- Description of the task -
Look through the records, and wherever the string "None" turns up, copy out that line.

- Provided records -
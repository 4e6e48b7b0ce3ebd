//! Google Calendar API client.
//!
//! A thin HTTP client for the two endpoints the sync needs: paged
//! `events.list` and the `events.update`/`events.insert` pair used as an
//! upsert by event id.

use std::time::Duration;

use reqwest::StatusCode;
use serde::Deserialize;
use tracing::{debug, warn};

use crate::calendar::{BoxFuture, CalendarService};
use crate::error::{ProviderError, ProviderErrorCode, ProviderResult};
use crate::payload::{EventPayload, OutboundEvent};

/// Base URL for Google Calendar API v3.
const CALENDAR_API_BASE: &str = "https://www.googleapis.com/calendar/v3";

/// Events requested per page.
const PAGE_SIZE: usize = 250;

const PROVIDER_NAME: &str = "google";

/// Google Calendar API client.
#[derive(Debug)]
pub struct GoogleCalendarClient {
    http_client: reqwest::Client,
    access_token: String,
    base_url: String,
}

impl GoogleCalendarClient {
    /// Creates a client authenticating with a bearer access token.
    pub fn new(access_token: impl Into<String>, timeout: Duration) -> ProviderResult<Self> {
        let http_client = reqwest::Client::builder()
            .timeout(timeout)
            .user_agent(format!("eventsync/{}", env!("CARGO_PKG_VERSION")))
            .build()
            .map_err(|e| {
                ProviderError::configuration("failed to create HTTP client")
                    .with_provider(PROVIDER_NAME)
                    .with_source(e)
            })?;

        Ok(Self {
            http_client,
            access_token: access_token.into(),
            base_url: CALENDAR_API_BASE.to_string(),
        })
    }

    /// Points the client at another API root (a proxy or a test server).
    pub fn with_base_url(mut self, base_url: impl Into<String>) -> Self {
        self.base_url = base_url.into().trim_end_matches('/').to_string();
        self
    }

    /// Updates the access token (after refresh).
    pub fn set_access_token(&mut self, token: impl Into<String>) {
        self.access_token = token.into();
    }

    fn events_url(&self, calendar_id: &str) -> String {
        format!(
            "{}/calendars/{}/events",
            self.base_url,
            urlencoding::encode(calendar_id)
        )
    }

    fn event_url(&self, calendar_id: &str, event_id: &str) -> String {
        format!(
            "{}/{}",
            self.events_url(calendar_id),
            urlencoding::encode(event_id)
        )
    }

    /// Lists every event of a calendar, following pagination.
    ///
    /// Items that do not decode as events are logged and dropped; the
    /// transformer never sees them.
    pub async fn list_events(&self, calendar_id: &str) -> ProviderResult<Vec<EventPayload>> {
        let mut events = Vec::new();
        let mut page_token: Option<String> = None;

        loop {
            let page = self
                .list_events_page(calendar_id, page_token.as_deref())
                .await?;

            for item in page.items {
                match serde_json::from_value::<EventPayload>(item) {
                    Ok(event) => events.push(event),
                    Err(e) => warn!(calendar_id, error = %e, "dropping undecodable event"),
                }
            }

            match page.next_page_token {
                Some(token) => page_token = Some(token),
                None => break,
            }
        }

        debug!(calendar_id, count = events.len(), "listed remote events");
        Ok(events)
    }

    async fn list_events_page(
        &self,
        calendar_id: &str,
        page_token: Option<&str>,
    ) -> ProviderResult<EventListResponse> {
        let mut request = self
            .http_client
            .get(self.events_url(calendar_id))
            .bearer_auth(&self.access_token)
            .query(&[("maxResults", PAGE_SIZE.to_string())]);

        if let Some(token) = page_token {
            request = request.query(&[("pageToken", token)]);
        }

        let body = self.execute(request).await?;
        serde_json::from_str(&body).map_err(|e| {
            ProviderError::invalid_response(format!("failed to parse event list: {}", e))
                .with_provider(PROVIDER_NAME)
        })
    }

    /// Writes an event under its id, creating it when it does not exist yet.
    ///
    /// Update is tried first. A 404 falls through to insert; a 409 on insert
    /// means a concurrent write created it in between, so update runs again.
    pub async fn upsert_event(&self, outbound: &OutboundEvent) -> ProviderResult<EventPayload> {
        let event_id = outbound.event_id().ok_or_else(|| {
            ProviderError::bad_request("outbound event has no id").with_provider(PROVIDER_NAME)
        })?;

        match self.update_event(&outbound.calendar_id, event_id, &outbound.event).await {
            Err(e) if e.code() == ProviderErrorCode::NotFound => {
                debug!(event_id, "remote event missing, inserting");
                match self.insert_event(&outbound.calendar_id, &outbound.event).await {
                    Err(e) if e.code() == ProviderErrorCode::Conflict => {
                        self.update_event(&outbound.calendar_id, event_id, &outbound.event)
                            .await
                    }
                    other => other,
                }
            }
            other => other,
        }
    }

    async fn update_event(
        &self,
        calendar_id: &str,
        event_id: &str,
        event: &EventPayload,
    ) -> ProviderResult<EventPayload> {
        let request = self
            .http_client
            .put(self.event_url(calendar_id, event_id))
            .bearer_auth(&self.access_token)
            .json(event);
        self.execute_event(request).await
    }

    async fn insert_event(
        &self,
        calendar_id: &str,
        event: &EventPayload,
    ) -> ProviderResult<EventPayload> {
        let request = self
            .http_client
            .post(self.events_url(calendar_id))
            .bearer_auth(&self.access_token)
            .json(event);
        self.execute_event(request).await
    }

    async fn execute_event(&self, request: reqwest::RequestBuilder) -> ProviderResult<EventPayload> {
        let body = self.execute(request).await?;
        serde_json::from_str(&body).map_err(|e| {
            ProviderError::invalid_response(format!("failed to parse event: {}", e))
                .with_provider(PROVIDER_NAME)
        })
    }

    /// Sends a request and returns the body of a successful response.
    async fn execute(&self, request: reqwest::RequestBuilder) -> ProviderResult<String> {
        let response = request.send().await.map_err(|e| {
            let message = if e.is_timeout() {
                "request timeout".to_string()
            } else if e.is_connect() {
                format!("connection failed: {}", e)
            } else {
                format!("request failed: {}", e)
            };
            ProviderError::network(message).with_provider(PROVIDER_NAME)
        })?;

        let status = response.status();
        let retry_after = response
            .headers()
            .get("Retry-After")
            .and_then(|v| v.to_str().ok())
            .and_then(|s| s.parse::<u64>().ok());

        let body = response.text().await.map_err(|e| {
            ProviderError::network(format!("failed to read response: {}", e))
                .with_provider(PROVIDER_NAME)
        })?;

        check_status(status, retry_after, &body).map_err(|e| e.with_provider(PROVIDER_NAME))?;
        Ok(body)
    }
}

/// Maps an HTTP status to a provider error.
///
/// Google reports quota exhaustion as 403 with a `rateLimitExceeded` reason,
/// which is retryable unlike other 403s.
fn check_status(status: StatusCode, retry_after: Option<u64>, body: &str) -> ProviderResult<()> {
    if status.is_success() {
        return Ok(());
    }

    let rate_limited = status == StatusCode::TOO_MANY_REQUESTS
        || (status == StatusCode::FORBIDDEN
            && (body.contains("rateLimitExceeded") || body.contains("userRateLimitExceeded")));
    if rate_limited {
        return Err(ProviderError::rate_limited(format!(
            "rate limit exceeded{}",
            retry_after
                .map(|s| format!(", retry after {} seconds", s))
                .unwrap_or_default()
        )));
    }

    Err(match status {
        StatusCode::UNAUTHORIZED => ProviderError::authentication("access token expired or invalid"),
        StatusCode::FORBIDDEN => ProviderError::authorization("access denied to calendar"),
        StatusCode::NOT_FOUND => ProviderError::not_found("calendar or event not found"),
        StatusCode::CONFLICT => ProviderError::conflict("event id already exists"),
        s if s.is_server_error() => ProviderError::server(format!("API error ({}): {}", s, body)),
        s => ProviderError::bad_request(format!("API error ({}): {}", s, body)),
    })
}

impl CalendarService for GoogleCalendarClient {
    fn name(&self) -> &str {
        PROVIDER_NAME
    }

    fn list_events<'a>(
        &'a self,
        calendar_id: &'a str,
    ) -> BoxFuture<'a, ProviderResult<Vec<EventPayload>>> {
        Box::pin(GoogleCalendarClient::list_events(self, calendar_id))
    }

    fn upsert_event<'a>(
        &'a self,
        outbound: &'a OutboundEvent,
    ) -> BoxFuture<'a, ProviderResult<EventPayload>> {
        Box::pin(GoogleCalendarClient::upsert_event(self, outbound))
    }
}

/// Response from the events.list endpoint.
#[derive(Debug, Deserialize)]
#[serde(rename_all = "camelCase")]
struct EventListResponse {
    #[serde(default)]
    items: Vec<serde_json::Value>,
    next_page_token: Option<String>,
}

--

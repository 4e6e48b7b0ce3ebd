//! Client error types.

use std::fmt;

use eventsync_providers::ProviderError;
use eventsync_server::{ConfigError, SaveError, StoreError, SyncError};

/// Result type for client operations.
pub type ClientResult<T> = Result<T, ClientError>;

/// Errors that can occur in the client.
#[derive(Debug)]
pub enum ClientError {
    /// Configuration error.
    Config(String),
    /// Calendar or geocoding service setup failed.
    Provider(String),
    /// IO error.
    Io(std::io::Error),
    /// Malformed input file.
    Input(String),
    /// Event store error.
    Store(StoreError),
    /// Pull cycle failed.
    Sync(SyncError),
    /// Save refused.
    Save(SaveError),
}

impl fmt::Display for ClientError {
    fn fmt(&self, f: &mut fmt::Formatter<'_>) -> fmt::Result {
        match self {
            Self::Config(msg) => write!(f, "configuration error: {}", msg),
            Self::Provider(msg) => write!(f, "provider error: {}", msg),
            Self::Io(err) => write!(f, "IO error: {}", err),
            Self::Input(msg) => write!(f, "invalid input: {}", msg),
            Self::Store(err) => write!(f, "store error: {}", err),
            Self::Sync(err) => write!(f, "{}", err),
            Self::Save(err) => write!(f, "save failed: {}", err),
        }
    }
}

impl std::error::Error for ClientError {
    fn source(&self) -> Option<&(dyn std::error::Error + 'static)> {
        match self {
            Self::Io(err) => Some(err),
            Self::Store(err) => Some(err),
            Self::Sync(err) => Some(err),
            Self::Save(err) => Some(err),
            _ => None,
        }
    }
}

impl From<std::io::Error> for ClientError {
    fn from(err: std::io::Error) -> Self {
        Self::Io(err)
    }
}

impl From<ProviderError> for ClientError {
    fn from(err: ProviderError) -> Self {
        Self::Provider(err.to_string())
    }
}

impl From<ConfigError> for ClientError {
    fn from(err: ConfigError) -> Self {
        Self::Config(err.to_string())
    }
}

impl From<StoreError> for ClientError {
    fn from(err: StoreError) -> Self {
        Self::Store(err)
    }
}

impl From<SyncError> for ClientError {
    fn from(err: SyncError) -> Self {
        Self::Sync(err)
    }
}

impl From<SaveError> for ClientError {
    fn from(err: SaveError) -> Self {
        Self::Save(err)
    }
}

- Exercise answer -
        let mut page_token: Option<String> = None;
                None => break,
            _ => None,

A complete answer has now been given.